The literature review provides important context on the variability and complexity of what is happening in the US and globally. The review provides a table of screening tools that can be tailored to primary care providers’ needs. It breaks down the findings by targeted interventions and service providers and service users (patients) needs. The book tackles critical health equity subjects in the context of emergency medicine where the evidence of social injustice is perhaps most evident. It would be interesting to compare the findings in this book with the Public Health Data Commission findings discussed above. The book needs to be purchased, but you can get overviews of the chapters and buy chapters of interest if you aren’t ready for the entire book.
My interests often align with the starred entries of the monthly newsletter. I encourage everyone to sign up for the SIREN newsletter on the home page to see where your interests align.

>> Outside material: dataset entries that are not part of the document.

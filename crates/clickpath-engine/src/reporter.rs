//! Click interaction reporting.
//!
//! A [`ClickDispatcher`] stands in for the page's event target. Reporters are
//! attached with [`register_interaction_listener`], which is idempotent per
//! reporter: repeated registration hands out another [`ListenerToken`] for the
//! same listener instead of attaching a second one.

use crate::dom::{Document, NodeId};
use crate::provider::RobustPathSlot;
use crate::selector::{IdAnchor, build_structural_selector_with};
use crate::sink::MessageSink;
use clickpath_common::error::SelectorError;
use clickpath_common::protocol::{CLICK_EVENT, InteractionRecord, PointerButton, Selector};
use serde::{Deserialize, Serialize};
use std::sync::atomic::{AtomicU64, Ordering};
use std::sync::{Arc, Mutex, MutexGuard};
use tracing::{debug, warn};

#[derive(Debug, Clone, Copy, PartialEq, Eq)]
pub struct ClickEvent {
    pub target: NodeId,
    pub button: PointerButton,
}

impl ClickEvent {
    pub fn primary(target: NodeId) -> Self {
        Self {
            target,
            button: PointerButton::Primary,
        }
    }
}

pub trait ClickListener: Send + Sync {
    fn on_click(&self, doc: &Document, event: &ClickEvent);
}

#[derive(Debug, Clone, Copy, PartialEq, Eq, Hash)]
pub struct ListenerId(u64);

struct Entry {
    id: ListenerId,
    listener: Arc<dyn ClickListener>,
    refs: usize,
}

/// Delivers click events to attached listeners in attachment order.
#[derive(Default)]
pub struct ClickDispatcher {
    entries: Mutex<Vec<Entry>>,
    next_id: AtomicU64,
}

impl ClickDispatcher {
    pub fn new() -> Self {
        Self::default()
    }

    fn entries(&self) -> MutexGuard<'_, Vec<Entry>> {
        self.entries.lock().unwrap_or_else(|poisoned| poisoned.into_inner())
    }

    /// Attach a listener. Attaching the same `Arc` again only bumps its
    /// reference count and returns the existing id.
    pub fn add_listener(&self, listener: Arc<dyn ClickListener>) -> ListenerId {
        let mut entries = self.entries();
        let ptr = Arc::as_ptr(&listener) as *const ();
        if let Some(entry) = entries
            .iter_mut()
            .find(|e| Arc::as_ptr(&e.listener) as *const () == ptr)
        {
            entry.refs += 1;
            debug!("Listener {:?} already attached ({} refs)", entry.id, entry.refs);
            return entry.id;
        }

        let id = ListenerId(self.next_id.fetch_add(1, Ordering::Relaxed));
        entries.push(Entry {
            id,
            listener,
            refs: 1,
        });
        id
    }

    /// Drop one reference. Returns true when the listener was detached.
    pub fn remove_listener(&self, id: ListenerId) -> bool {
        let mut entries = self.entries();
        let Some(index) = entries.iter().position(|e| e.id == id) else {
            return false;
        };
        entries[index].refs -= 1;
        if entries[index].refs == 0 {
            entries.remove(index);
            true
        } else {
            false
        }
    }

    pub fn listener_count(&self) -> usize {
        self.entries().len()
    }

    /// Deliver an event; returns how many listeners saw it.
    pub fn dispatch(&self, doc: &Document, event: &ClickEvent) -> usize {
        // Listeners run outside the lock so they may register or unregister.
        let listeners: Vec<Arc<dyn ClickListener>> = self
            .entries()
            .iter()
            .map(|e| Arc::clone(&e.listener))
            .collect();
        for listener in &listeners {
            listener.on_click(doc, event);
        }
        listeners.len()
    }
}

/// Proof of one registration. Hand it back to [`unregister`].
#[must_use = "dropping the token leaves the listener registered for good"]
#[derive(Debug, PartialEq, Eq)]
pub struct ListenerToken {
    id: ListenerId,
}

impl ListenerToken {
    pub fn id(&self) -> ListenerId {
        self.id
    }
}

/// Attach `reporter` to `dispatcher` unless it is already attached.
pub fn register_interaction_listener(
    dispatcher: &ClickDispatcher,
    reporter: &Arc<InteractionReporter>,
) -> ListenerToken {
    let listener: Arc<dyn ClickListener> = reporter.clone();
    ListenerToken {
        id: dispatcher.add_listener(listener),
    }
}

/// Release a registration. Returns true when it was the last one and the
/// listener is gone.
pub fn unregister(dispatcher: &ClickDispatcher, token: ListenerToken) -> bool {
    dispatcher.remove_listener(token.id)
}

#[derive(Debug, Clone, Copy, PartialEq, Eq, Default, Serialize, Deserialize)]
#[serde(rename_all = "snake_case")]
pub enum SelectorStrategy {
    #[default]
    Structural,
    Robust,
}

/// What a robust reporter does while the provider is still loading.
#[derive(Debug, Clone, Copy, PartialEq, Eq, Default, Serialize, Deserialize)]
#[serde(rename_all = "snake_case")]
pub enum NotReadyPolicy {
    #[default]
    Fallback,
    Drop,
}

#[derive(Debug, Clone, PartialEq, Eq, Serialize, Deserialize)]
pub struct ReporterConfig {
    #[serde(default)]
    pub strategy: SelectorStrategy,
    #[serde(default)]
    pub not_ready: NotReadyPolicy,
    #[serde(default)]
    pub id_anchor: IdAnchor,
    #[serde(default = "default_event_name")]
    pub event_name: String,
}

impl Default for ReporterConfig {
    fn default() -> Self {
        Self {
            strategy: SelectorStrategy::default(),
            not_ready: NotReadyPolicy::default(),
            id_anchor: IdAnchor::default(),
            event_name: default_event_name(),
        }
    }
}

fn default_event_name() -> String {
    CLICK_EVENT.to_string()
}

pub struct InteractionReporter {
    config: ReporterConfig,
    slot: Arc<RobustPathSlot>,
    sink: Arc<dyn MessageSink>,
}

impl InteractionReporter {
    pub fn new(config: ReporterConfig, slot: Arc<RobustPathSlot>, sink: Arc<dyn MessageSink>) -> Self {
        Self { config, slot, sink }
    }

    pub fn config(&self) -> &ReporterConfig {
        &self.config
    }

    pub fn slot(&self) -> &Arc<RobustPathSlot> {
        &self.slot
    }

    /// Compute the selector this reporter would emit for `target`.
    pub fn select(&self, doc: &Document, target: NodeId) -> Result<Selector, SelectorError> {
        let element = match doc.text(target) {
            Some(_) => doc.parent(target).ok_or(SelectorError::Detached)?,
            None => target,
        };
        let structural = || {
            Selector::Structural(build_structural_selector_with(
                doc,
                element,
                self.config.id_anchor,
            ))
        };

        match self.config.strategy {
            SelectorStrategy::Structural => Ok(structural()),
            SelectorStrategy::Robust => match self.slot.robust_selector(doc, element) {
                Ok(xpath) => Ok(Selector::Robust(xpath)),
                Err(e) if e.is_not_ready() && self.config.not_ready == NotReadyPolicy::Fallback => {
                    debug!("{}; falling back to structural selector", e);
                    Ok(structural())
                }
                Err(e) => Err(e),
            },
        }
    }

    /// Handle one click. Returns the record sent to the sink, if any.
    pub fn report_click(&self, doc: &Document, event: &ClickEvent) -> Option<InteractionRecord> {
        if event.button != PointerButton::Primary {
            debug!("Ignoring {:?} button click", event.button);
            return None;
        }

        match self.select(doc, event.target) {
            Ok(selector) => {
                debug!("Click on {} selector {}", selector.kind(), selector);
                let record = InteractionRecord::new(self.config.event_name.as_str(), selector.into_string());
                self.sink.send(record.clone());
                Some(record)
            }
            Err(e) if e.is_not_ready() => {
                debug!("Click dropped: {}", e);
                None
            }
            Err(e) => {
                warn!("Click dropped: {}", e);
                None
            }
        }
    }
}

impl ClickListener for InteractionReporter {
    fn on_click(&self, doc: &Document, event: &ClickEvent) {
        let _ = self.report_click(doc, event);
    }
}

RECENT & UPCOMING EVENTS AND RESOURCES
Two events flagged in the SIREN newsletter:
All In: Data for Community Health 2021 National Virtual Meeting – November 8-10, 2021 | Virtual
AHA Community Health Improvement: Accelerating Health Equity Conference 2022– May 10-12, 2022 | Cleveland, OH
Modern Healthcare’s Social Determinants of Health Symposium, December 9,2021 Virtual price tag $99.00
NIH Rural Health Day Seminar, Structural-Level Determinants of Rural Health Disparities November 18, 2021
RISE Summit on Social Determinants, March 20-22, 2022, Nashville TN
Background and Definition
I have chosen the phrase “Living Conditions” rather than social determinants of health (SDOH) to make the concept more accessible. This focus tracks with the Centers for Disease Control and Prevention’s SDOH definition “as conditions in the environments in which people live, learn, work, play, worship, and age that affect a wide range of health, functioning, and quality-of-life outcomes and risks.”